Your instructions: Print the first line of the data below and every one after it, through the line containing "are fixed at", exactly as written.

==================================================

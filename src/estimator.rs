use anyhow::Result;
use ndarray::Array2;
use std::path::{Path, PathBuf};

use crate::data::{self, SegmentSummary, SpanRecord};
use crate::engine::{balance_hidden_states, merge_hidden_states, HmmEngine, InferenceEngine};
use crate::error::EstimateError;
use crate::io;
use crate::model::DemographicModel;
use crate::opt::Bounds;
use crate::pretrain::{self, Regularizer};
use crate::spectrum;

/// Run-level switches, separate from the model/scaling inputs.
#[derive(Debug, Clone)]
pub struct RunConfig {
    pub thinning: Option<u64>,
    pub regularization_penalty: f64,
    pub regularizer: Regularizer,
    pub no_pretrain: bool,
    pub span_cutoff: u64,
    pub length_cutoff: u64,
}

impl Default for RunConfig {
    fn default() -> Self {
        Self {
            thinning: None,
            regularization_penalty: 1e-2,
            regularizer: Regularizer::Quadratic,
            no_pretrain: false,
            span_cutoff: 50_000,
            length_cutoff: 10_000,
        }
    }
}

#[derive(Debug, Clone)]
pub struct EstimatorConfig {
    /// Interval durations of the demographic model, most recent first.
    pub time_points: Vec<f64>,
    /// Extra geometric refinement pieces carved out of the first interval.
    pub exponential_pieces: usize,
    /// Reference population size; scales physical rates into theta/rho.
    pub n0: f64,
    /// Physical per-site mutation rate. `None` defers to pretraining.
    pub mu: Option<f64>,
    /// Physical per-site recombination rate. `None` defaults to theta/4.
    pub r: Option<f64>,
    /// Target hidden-state interval count for balancing.
    pub m: usize,
    /// Per-piece bounds on the relative sizes during pretraining.
    pub bounds: Vec<Bounds>,
    pub run: RunConfig,
}

/// Owner of the canonical model and scaled parameters.
///
/// Every mutation of `model`, `mu` or `rho` goes through a setter that
/// pushes the same value into the engine before returning, so the engine
/// is never stale. The dataset and hidden states are fixed at
/// construction; afterwards the object only cycles through parameter
/// updates and `reset()`.
#[derive(Debug)]
pub struct Estimator<E: InferenceEngine = HmmEngine> {
    n: u32,
    n0: f64,
    mu: f64,
    theta: f64,
    rho: f64,
    model: DemographicModel,
    init_x: Vec<f64>,
    hidden_states: Vec<f64>,
    sfs: Array2<f64>,
    penalty: f64,
    regularizer: Regularizer,
    summaries: Vec<Vec<SegmentSummary>>,
    engine: E,
}

impl<E: InferenceEngine> Estimator<E> {
    pub fn from_files(paths: &[PathBuf], config: &EstimatorConfig) -> Result<Self> {
        let datasets = io::text::parse_text_datasets(paths)?;
        Self::from_datasets(datasets, config)
    }

    /// Build the full pipeline: validate and thin the data, aggregate the
    /// spectrum, pretrain unless disabled, fix the hidden states from the
    /// (possibly pretrained) model, break long spans, construct the engine
    /// and push the initial parameters through the setters.
    pub fn from_datasets(datasets: Vec<Vec<SpanRecord>>, config: &EstimatorConfig) -> Result<Self> {
        if !(config.n0.is_finite() && config.n0 > 0.0) {
            return Err(EstimateError::Data(format!(
                "reference population size must be positive, got {}",
                config.n0
            ))
            .into());
        }
        // sample size comes from the raw data, before any thinning
        let n = data::sample_size(&datasets)?;
        let mut model = DemographicModel::new(&config.time_points, config.exponential_pieces)?;

        let datasets = match config.run.thinning {
            Some(k) => data::thin_dataset(&datasets, k)?,
            None => datasets,
        };

        let spectra = datasets
            .iter()
            .map(|ds| spectrum::empirical_spectrum(ds, n))
            .collect::<Result<Vec<_>>>()?;
        let sfs = spectrum::mean_spectrum(&spectra)?;

        let penalty = config.run.regularization_penalty;
        let regularizer = config.run.regularizer;
        let mut theta_hat = 2.0 * config.n0 * 1e-8;
        if !config.run.no_pretrain {
            theta_hat = pretrain::pretrain(&mut model, &sfs, &config.bounds, theta_hat, |m| {
                pretrain::penalize(m, penalty, regularizer)
            })?;
        }

        // snapshot for reset(), taken after pretraining settled the model
        let init_x = model.x().to_vec();

        let hs = balance_hidden_states(&model, config.m)?;
        let hidden_states = merge_hidden_states(&model, &hs)?;

        let (dataset, summaries) =
            data::break_long_spans(&datasets, config.run.span_cutoff, config.run.length_cutoff)?;

        let engine = E::new((n - 2) as usize, &dataset, &hidden_states)?;

        let mut est = Self {
            n,
            n0: config.n0,
            mu: 0.0,
            theta: 0.0,
            rho: 0.0,
            model,
            init_x,
            hidden_states,
            sfs,
            penalty,
            regularizer,
            summaries,
            engine,
        };
        match config.mu {
            Some(mu) => est.set_mu(mu)?,
            None => est.set_theta_scaled(theta_hat)?,
        }
        let rho = match config.r {
            Some(r) => 2.0 * config.n0 * r,
            None => est.theta / 4.0,
        };
        est.set_rho(rho)?;
        let model = est.model.clone();
        est.set_model(model)?;
        Ok(est)
    }

    /// Replace the model and push it to the engine in the same operation.
    pub fn set_model(&mut self, model: DemographicModel) -> Result<()> {
        self.engine.set_model(&model)?;
        self.model = model;
        Ok(())
    }

    /// Store the physical mutation rate and push `theta = 2 N0 mu`.
    pub fn set_mu(&mut self, mu: f64) -> Result<()> {
        self.mu = mu;
        self.theta = 2.0 * self.n0 * mu;
        self.engine.set_theta(self.theta)
    }

    fn set_theta_scaled(&mut self, theta: f64) -> Result<()> {
        self.theta = theta;
        self.mu = theta / (2.0 * self.n0);
        self.engine.set_theta(theta)
    }

    /// Store the scaled recombination rate and push it to the engine.
    pub fn set_rho(&mut self, rho: f64) -> Result<()> {
        self.rho = rho;
        self.engine.set_rho(rho)
    }

    /// Restore the parameter vector captured right after construction and
    /// re-push the model so the engine observes the restored values.
    pub fn reset(&mut self) -> Result<()> {
        self.model.x_mut().copy_from_slice(&self.init_x);
        self.engine.set_model(&self.model)
    }

    pub fn model(&self) -> &DemographicModel {
        &self.model
    }

    pub fn mu(&self) -> f64 {
        self.mu
    }

    pub fn theta(&self) -> f64 {
        self.theta
    }

    pub fn rho(&self) -> f64 {
        self.rho
    }

    pub fn n(&self) -> u32 {
        self.n
    }

    pub fn n0(&self) -> f64 {
        self.n0
    }

    pub fn sfs(&self) -> &Array2<f64> {
        &self.sfs
    }

    pub fn hidden_states(&self) -> &[f64] {
        &self.hidden_states
    }

    pub fn precond(&self) -> Vec<f64> {
        self.model.precond()
    }

    pub fn segment_summaries(&self) -> &[Vec<SegmentSummary>] {
        &self.summaries
    }

    pub fn engine(&self) -> &E {
        &self.engine
    }

    /// Regularization penalty of an arbitrary model under the configured
    /// weight and penalty function. Pure; no engine interaction.
    pub fn penalize(&self, model: &DemographicModel) -> f64 {
        pretrain::penalize(model, self.penalty, self.regularizer)
    }

    /// Verify the engine still mirrors the orchestrator's copies. The
    /// setter discipline makes divergence unreachable; a failure here
    /// means the engine implementation broke the contract.
    pub fn check_sync(&self) -> Result<()> {
        let model_ok = self
            .engine
            .model_x()
            .map(|x| x == self.model.x())
            .unwrap_or(false);
        if !model_ok {
            return Err(
                EstimateError::Sync("engine model diverged from orchestrator".into()).into(),
            );
        }
        if self.engine.theta() != Some(self.theta) {
            return Err(
                EstimateError::Sync("engine theta diverged from orchestrator".into()).into(),
            );
        }
        if self.engine.rho() != Some(self.rho) {
            return Err(EstimateError::Sync("engine rho diverged from orchestrator".into()).into());
        }
        Ok(())
    }

    pub fn q(&self) -> Result<f64> {
        self.engine.q()
    }

    pub fn e_step(&mut self) -> Result<f64> {
        self.engine.e_step()
    }

    pub fn loglik(&self) -> Result<f64> {
        self.engine.loglik()
    }

    /// Serialize the current model together with `N0`.
    pub fn dump(&self, path: &Path) -> Result<()> {
        let bundle = io::results::ResultFile {
            n0: self.n0,
            s: self.model.s().to_vec(),
            x: self.model.x().to_vec(),
        };
        io::results::save_result(path, &bundle)
    }
}
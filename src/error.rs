use thiserror::Error;

/// Failure kinds surfaced by the estimation pipeline.
///
/// Values are wrapped in `anyhow::Error` on the way up, so call sites keep
/// plain `Result` signatures while callers that care can `downcast_ref` to
/// tell the kinds apart.
#[derive(Debug, Error)]
pub enum EstimateError {
    /// Malformed or empty input data, or an inconsistent sample size.
    #[error("data error: {0}")]
    Data(String),

    /// A pretraining parameter left its configured bounds, or the optimizer
    /// failed to converge.
    #[error("bounds error: {0}")]
    Bounds(String),

    /// Hidden-state balancing produced fewer than two usable cutpoints.
    #[error("discretization error: {0}")]
    Discretization(String),

    /// Engine state diverged from the orchestrator's copies. Unreachable
    /// through the public setters; exists so the invariant stays checkable.
    #[error("sync violation: {0}")]
    Sync(String),
}
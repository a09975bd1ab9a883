use anyhow::Result;

use crate::error::EstimateError;

/// Piecewise-constant demographic model.
///
/// Time is measured in coalescent units. The model is a step function
/// `eta(t)`: piece `i` covers a duration `s[i]` at relative size `x[i]`,
/// and `eta` extends the last piece beyond the final breakpoint. The pair
/// coalescent hazard at time `t` is `1 / eta(t)`, which makes the
/// cumulative hazard piecewise linear and lets quantiles and truncated
/// means come out in closed form per piece.
#[derive(Debug, Clone, PartialEq)]
pub struct DemographicModel {
    s: Vec<f64>,
    x: Vec<f64>,
}

impl DemographicModel {
    /// Build a model from interval durations. `exponential_pieces` extra
    /// pieces are carved geometrically out of the most recent interval to
    /// refine resolution near the present; `x` starts flat at 1.
    pub fn new(time_points: &[f64], exponential_pieces: usize) -> Result<Self> {
        if time_points.is_empty() {
            return Err(
                EstimateError::Data("model needs at least one time interval".into()).into(),
            );
        }
        for (i, s) in time_points.iter().enumerate() {
            if !s.is_finite() || *s <= 0.0 {
                return Err(EstimateError::Data(format!(
                    "time interval {i} must be a positive finite duration, got {s}"
                ))
                .into());
            }
        }
        if exponential_pieces > 32 {
            return Err(EstimateError::Data(format!(
                "exponential_pieces = {exponential_pieces} is out of range (max 32)"
            ))
            .into());
        }
        let s = refine_first_piece(time_points, exponential_pieces);
        let x = vec![1.0; s.len()];
        Ok(Self { s, x })
    }

    pub fn num_pieces(&self) -> usize {
        self.s.len()
    }

    pub fn s(&self) -> &[f64] {
        &self.s
    }

    pub fn x(&self) -> &[f64] {
        &self.x
    }

    pub fn x_mut(&mut self) -> &mut [f64] {
        &mut self.x
    }

    /// Cumulative breakpoints, i.e. the running sums of `s`.
    pub fn breakpoints(&self) -> Vec<f64> {
        let mut out = Vec::with_capacity(self.s.len());
        let mut acc = 0.0;
        for s in &self.s {
            acc += s;
            out.push(acc);
        }
        out
    }

    /// Per-parameter preconditioner: the share of total model time each
    /// piece covers. Optimizers use it to scale steps so short recent
    /// pieces are not swamped by long ancient ones.
    pub fn precond(&self) -> Vec<f64> {
        let total: f64 = self.s.iter().sum();
        self.s.iter().map(|s| s / total).collect()
    }

    /// Pair coalescent cumulative hazard `R(t) = int_0^t 1/eta`.
    pub fn cumulative_hazard(&self, t: f64) -> f64 {
        let mut acc = 0.0;
        let mut start = 0.0;
        for (i, &len) in self.s.iter().enumerate() {
            let end = start + len;
            if t <= end {
                return acc + (t - start) / self.x[i];
            }
            acc += len / self.x[i];
            start = end;
        }
        acc + (t - start) / self.x[self.x.len() - 1]
    }

    /// `P(T > t)` for the pair coalescence time under this model.
    pub fn survival(&self, t: f64) -> f64 {
        (-self.cumulative_hazard(t)).exp()
    }

    /// Duration `d` such that `R(from + d) - R(from) = target`.
    pub fn elapsed_for_hazard(&self, from: f64, target: f64) -> f64 {
        let mut left = target;
        let mut t = from;
        let mut start = 0.0;
        for (i, &len) in self.s.iter().enumerate() {
            let end = start + len;
            if t < end {
                let avail = (end - t) / self.x[i];
                if left <= avail {
                    return t + left * self.x[i] - from;
                }
                left -= avail;
                t = end;
            }
            start = end;
        }
        t + left * self.x[self.x.len() - 1] - from
    }

    /// Inverse CDF of the pair coalescence time.
    pub fn quantile(&self, p: f64) -> Result<f64> {
        if !(0.0..1.0).contains(&p) {
            return Err(EstimateError::Discretization(format!(
                "quantile probability must lie in [0, 1), got {p}"
            ))
            .into());
        }
        if p == 0.0 {
            return Ok(0.0);
        }
        Ok(self.elapsed_for_hazard(0.0, -(1.0 - p).ln()))
    }

    /// `P(lo <= T < hi)`; `hi = None` means the unbounded tail interval.
    pub fn interval_mass(&self, lo: f64, hi: Option<f64>) -> f64 {
        let upper = match hi {
            Some(h) => self.survival(h),
            None => 0.0,
        };
        (self.survival(lo) - upper).max(0.0)
    }

    /// `E[T | lo <= T < hi]`. Falls back to `lo` when the interval carries
    /// no probability mass.
    pub fn interval_mean(&self, lo: f64, hi: Option<f64>) -> f64 {
        let mut mass = 0.0;
        let mut moment = 0.0;
        let mut t = lo;
        let mut r = self.cumulative_hazard(lo);
        let mut start = 0.0;
        let mut done = false;
        for (i, &len) in self.s.iter().enumerate() {
            let end = start + len;
            if t < end {
                let seg_end = match hi {
                    Some(h) => h.min(end),
                    None => end,
                };
                if seg_end > t {
                    let c = 1.0 / self.x[i];
                    let (m, mo) = truncated_moments(t, seg_end - t, c, r);
                    mass += m;
                    moment += mo;
                    r += c * (seg_end - t);
                    t = seg_end;
                }
                if let Some(h) = hi {
                    if t >= h {
                        done = true;
                        break;
                    }
                }
            }
            start = end;
        }
        if !done {
            let c = 1.0 / self.x[self.x.len() - 1];
            match hi {
                None => {
                    let sa = (-r).exp();
                    mass += sa;
                    moment += sa * (t + 1.0 / c);
                }
                Some(h) if h > t => {
                    let (m, mo) = truncated_moments(t, h - t, c, r);
                    mass += m;
                    moment += mo;
                }
                Some(_) => {}
            }
        }
        if mass <= 0.0 { lo } else { moment / mass }
    }
}

/// Mass and first moment of `T` over `[t, t + l)` given constant hazard `c`
/// and accumulated hazard `r` at the segment start.
fn truncated_moments(t: f64, l: f64, c: f64, r: f64) -> (f64, f64) {
    let sa = (-r).exp();
    let e = (-c * l).exp();
    let mass = sa * (1.0 - e);
    let moment = sa * (t * (1.0 - e) + 1.0 / c - (l + 1.0 / c) * e);
    (mass, moment)
}

/// Log-spaced interval durations covering `(0, t_max]` with `pieces`
/// intervals, the first one ending at `t1`.
pub fn log_spaced_durations(t1: f64, t_max: f64, pieces: usize) -> Result<Vec<f64>> {
    if pieces == 0 {
        return Err(EstimateError::Data("time grid needs at least one piece".into()).into());
    }
    if !(t1 > 0.0 && t_max > t1) {
        return Err(EstimateError::Data(format!(
            "time grid requires 0 < t1 < t_max, got t1={t1}, t_max={t_max}"
        ))
        .into());
    }
    let alpha = t1;
    let beta = (1.0 + t_max / alpha).ln() / pieces as f64;
    let mut prev = 0.0;
    let mut out = Vec::with_capacity(pieces);
    for k in 1..=pieces {
        let b = alpha * ((beta * k as f64).exp() - 1.0);
        out.push(b - prev);
        prev = b;
    }
    Ok(out)
}

fn refine_first_piece(time_points: &[f64], exponential_pieces: usize) -> Vec<f64> {
    if exponential_pieces == 0 {
        return time_points.to_vec();
    }
    let parts = exponential_pieces + 1;
    let unit = time_points[0] / ((1u64 << parts) - 1) as f64;
    let mut out = Vec::with_capacity(time_points.len() + exponential_pieces);
    for p in 0..parts {
        out.push(unit * (1u64 << p) as f64);
    }
    out.extend_from_slice(&time_points[1..]);
    out
}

==================================================

Written answer:
filename src/estimator.rs
use anyhow::Result;
use ndarray::Array2;
use std::path::{Path, PathBuf};

use crate::data::{self, SegmentSummary, SpanRecord};
use crate::engine::{balance_hidden_states, merge_hidden_states, HmmEngine, InferenceEngine};
use crate::error::EstimateError;
use crate::io;
use crate::model::DemographicModel;
use crate::opt::Bounds;
use crate::pretrain::{self, Regularizer};
use crate::spectrum;

/// Run-level switches, separate from the model/scaling inputs.
#[derive(Debug, Clone)]
pub struct RunConfig {
    pub thinning: Option<u64>,
    pub regularization_penalty: f64,
    pub regularizer: Regularizer,
    pub no_pretrain: bool,
    pub span_cutoff: u64,
    pub length_cutoff: u64,
}

impl Default for RunConfig {
    fn default() -> Self {
        Self {
            thinning: None,
            regularization_penalty: 1e-2,
            regularizer: Regularizer::Quadratic,
            no_pretrain: false,
            span_cutoff: 50_000,
            length_cutoff: 10_000,
        }
    }
}

#[derive(Debug, Clone)]
pub struct EstimatorConfig {
    /// Interval durations of the demographic model, most recent first.
    pub time_points: Vec<f64>,
    /// Extra geometric refinement pieces carved out of the first interval.
    pub exponential_pieces: usize,
    /// Reference population size; scales physical rates into theta/rho.
    pub n0: f64,
    /// Physical per-site mutation rate. `None` defers to pretraining.
    pub mu: Option<f64>,
    /// Physical per-site recombination rate. `None` defaults to theta/4.
    pub r: Option<f64>,
    /// Target hidden-state interval count for balancing.
    pub m: usize,
    /// Per-piece bounds on the relative sizes during pretraining.
    pub bounds: Vec<Bounds>,
    pub run: RunConfig,
}

/// Owner of the canonical model and scaled parameters.
///
/// Every mutation of `model`, `mu` or `rho` goes through a setter that
/// pushes the same value into the engine before returning, so the engine
/// is never stale. The dataset and hidden states are fixed at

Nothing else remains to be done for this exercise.